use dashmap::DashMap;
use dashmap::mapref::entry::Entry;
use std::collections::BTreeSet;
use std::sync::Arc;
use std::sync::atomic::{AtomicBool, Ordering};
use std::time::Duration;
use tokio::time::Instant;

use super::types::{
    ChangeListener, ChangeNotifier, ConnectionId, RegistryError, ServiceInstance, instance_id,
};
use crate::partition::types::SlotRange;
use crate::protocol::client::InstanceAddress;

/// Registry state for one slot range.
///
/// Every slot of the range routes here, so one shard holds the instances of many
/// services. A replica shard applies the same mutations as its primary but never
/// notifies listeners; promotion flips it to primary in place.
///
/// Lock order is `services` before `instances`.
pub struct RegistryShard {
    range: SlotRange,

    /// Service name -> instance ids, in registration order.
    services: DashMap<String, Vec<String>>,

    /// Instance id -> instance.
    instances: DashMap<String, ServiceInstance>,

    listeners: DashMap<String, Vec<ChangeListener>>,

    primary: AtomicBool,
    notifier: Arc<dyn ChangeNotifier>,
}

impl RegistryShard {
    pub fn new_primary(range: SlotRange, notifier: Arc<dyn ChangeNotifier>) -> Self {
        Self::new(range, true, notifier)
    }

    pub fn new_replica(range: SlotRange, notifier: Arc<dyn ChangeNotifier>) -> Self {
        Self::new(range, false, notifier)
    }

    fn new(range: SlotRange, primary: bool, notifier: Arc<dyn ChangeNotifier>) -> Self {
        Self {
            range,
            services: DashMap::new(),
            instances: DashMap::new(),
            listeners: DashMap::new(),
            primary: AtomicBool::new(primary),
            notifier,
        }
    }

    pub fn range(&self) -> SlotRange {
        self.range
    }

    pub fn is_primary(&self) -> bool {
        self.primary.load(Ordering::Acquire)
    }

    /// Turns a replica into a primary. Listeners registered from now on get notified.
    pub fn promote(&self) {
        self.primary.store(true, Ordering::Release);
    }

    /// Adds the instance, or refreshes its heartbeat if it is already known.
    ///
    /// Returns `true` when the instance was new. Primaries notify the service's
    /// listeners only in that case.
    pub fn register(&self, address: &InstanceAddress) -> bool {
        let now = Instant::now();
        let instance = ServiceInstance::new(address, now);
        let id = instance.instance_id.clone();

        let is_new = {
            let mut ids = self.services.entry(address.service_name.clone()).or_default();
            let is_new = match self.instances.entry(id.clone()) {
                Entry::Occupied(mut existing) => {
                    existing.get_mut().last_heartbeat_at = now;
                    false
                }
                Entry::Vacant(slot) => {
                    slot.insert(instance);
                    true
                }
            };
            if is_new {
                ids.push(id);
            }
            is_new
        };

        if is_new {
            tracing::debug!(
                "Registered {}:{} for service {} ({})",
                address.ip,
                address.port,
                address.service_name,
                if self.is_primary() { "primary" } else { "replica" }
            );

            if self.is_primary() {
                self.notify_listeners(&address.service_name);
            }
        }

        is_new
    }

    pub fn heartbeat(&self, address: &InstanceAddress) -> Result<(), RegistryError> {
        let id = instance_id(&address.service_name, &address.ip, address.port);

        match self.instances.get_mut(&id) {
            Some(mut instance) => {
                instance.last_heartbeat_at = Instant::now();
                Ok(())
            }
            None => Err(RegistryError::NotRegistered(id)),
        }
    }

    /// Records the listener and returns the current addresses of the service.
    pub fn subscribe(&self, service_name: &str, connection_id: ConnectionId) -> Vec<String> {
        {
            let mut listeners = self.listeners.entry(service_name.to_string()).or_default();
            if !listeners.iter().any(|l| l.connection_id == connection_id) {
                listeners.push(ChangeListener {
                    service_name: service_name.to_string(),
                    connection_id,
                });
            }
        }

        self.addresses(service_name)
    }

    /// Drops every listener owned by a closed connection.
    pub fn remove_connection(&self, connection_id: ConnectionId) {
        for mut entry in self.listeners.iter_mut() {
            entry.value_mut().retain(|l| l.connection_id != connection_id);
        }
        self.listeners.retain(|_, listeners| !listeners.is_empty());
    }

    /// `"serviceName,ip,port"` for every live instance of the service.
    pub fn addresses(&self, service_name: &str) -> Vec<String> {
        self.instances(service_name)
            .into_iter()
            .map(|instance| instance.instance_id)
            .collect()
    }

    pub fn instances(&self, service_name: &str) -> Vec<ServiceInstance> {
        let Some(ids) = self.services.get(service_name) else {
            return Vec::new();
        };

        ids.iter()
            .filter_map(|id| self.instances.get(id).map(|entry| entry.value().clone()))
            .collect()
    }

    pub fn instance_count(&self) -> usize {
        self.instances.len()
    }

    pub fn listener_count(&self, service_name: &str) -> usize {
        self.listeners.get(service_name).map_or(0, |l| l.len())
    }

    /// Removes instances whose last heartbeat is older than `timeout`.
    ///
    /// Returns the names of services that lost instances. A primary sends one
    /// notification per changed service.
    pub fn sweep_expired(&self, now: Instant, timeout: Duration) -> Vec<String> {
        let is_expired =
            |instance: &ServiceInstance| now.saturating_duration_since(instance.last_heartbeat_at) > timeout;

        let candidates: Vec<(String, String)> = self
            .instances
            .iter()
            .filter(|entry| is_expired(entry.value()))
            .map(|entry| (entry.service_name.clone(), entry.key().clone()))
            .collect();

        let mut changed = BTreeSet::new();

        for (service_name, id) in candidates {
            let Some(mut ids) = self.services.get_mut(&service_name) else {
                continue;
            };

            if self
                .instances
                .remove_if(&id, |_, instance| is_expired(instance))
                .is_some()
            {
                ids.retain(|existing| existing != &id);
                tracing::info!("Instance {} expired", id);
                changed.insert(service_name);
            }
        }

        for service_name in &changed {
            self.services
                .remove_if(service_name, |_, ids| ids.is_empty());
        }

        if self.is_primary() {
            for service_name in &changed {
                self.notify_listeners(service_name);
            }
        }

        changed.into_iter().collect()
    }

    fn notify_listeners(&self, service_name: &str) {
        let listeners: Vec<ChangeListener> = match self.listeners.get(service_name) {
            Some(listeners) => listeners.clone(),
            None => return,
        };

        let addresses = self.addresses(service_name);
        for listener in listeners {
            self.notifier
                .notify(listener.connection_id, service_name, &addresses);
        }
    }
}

----

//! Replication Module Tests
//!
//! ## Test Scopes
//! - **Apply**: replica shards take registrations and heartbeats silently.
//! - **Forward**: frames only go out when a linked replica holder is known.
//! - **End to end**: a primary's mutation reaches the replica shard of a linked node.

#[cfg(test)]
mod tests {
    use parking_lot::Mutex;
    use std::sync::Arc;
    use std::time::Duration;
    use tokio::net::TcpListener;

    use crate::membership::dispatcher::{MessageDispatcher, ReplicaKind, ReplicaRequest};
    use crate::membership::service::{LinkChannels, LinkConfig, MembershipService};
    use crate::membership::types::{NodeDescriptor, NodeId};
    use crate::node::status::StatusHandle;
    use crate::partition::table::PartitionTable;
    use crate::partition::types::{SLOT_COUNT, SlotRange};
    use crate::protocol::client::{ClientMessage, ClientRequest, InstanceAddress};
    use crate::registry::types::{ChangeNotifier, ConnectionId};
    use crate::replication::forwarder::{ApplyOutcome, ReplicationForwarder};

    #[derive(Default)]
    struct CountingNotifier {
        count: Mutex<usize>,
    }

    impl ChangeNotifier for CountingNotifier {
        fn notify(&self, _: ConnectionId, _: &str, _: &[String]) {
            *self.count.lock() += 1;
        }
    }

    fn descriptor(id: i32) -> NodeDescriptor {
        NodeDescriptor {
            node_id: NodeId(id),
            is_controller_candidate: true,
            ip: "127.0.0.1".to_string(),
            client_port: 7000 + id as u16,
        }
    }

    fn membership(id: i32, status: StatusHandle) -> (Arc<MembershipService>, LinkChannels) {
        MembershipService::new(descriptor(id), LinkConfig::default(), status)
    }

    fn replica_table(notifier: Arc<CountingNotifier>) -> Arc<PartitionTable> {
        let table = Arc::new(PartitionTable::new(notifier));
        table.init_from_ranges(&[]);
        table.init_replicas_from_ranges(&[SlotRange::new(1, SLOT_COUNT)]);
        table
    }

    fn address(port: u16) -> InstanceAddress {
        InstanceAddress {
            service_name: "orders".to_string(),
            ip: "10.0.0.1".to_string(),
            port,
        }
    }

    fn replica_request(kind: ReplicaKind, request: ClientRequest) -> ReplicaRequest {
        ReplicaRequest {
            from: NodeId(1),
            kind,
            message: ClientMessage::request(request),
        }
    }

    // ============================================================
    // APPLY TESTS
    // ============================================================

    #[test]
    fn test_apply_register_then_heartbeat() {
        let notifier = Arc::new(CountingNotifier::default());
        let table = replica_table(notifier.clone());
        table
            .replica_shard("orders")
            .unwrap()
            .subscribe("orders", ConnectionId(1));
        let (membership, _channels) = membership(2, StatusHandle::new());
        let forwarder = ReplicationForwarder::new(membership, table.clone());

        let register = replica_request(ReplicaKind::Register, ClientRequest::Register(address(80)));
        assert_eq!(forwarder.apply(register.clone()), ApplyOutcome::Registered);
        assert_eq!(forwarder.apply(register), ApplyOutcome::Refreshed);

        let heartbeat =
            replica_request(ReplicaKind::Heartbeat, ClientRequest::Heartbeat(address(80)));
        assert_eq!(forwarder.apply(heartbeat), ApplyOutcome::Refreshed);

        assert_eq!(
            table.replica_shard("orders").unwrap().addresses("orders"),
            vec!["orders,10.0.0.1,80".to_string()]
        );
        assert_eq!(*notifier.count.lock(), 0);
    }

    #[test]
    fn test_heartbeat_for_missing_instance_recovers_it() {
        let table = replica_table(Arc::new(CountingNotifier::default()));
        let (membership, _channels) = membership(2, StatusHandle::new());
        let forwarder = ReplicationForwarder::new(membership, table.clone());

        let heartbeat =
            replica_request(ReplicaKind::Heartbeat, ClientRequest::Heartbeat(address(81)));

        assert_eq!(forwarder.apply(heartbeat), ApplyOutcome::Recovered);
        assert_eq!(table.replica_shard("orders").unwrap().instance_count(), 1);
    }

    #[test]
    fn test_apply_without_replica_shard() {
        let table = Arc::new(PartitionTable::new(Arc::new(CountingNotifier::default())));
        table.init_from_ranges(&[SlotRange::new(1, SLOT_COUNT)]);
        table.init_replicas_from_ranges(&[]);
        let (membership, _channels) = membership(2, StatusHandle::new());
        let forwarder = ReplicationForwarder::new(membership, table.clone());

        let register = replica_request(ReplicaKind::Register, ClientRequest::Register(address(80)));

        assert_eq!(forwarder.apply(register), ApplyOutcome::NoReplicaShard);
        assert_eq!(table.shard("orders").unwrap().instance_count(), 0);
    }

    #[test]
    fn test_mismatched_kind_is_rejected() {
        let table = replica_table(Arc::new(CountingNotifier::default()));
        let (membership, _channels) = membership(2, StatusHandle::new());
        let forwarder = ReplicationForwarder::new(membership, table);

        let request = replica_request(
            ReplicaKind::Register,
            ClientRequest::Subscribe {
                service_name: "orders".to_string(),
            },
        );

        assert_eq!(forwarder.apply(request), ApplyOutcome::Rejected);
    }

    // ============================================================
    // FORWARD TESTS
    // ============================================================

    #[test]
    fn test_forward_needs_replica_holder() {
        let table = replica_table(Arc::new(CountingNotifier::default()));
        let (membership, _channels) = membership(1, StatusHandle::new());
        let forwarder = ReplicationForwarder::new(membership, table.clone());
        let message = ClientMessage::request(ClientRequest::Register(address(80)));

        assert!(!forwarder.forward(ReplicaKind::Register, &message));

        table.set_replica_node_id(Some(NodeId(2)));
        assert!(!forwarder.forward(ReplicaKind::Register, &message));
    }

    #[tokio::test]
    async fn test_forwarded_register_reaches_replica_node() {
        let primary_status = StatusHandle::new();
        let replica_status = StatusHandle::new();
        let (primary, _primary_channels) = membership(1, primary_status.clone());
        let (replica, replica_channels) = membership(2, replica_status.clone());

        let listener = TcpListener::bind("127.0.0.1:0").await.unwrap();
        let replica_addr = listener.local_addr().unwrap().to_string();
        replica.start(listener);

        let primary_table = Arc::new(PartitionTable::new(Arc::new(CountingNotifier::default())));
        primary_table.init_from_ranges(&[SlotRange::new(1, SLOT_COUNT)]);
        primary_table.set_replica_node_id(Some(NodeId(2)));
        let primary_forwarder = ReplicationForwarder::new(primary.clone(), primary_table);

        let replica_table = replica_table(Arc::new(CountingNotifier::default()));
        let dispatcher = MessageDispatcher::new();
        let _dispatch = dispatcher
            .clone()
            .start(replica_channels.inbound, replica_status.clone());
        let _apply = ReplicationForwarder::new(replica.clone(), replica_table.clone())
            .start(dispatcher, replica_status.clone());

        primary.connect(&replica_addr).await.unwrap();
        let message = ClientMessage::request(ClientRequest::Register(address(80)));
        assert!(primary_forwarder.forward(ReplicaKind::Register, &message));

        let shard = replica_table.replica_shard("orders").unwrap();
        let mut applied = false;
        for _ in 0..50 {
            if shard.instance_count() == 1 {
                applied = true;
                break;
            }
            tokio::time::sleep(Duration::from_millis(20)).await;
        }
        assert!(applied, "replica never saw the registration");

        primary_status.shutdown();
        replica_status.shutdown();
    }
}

----

Where a line of the entries above holds the word "struct", return that line.

| Exercise result |
pub struct RegistryShard {
    struct CountingNotifier {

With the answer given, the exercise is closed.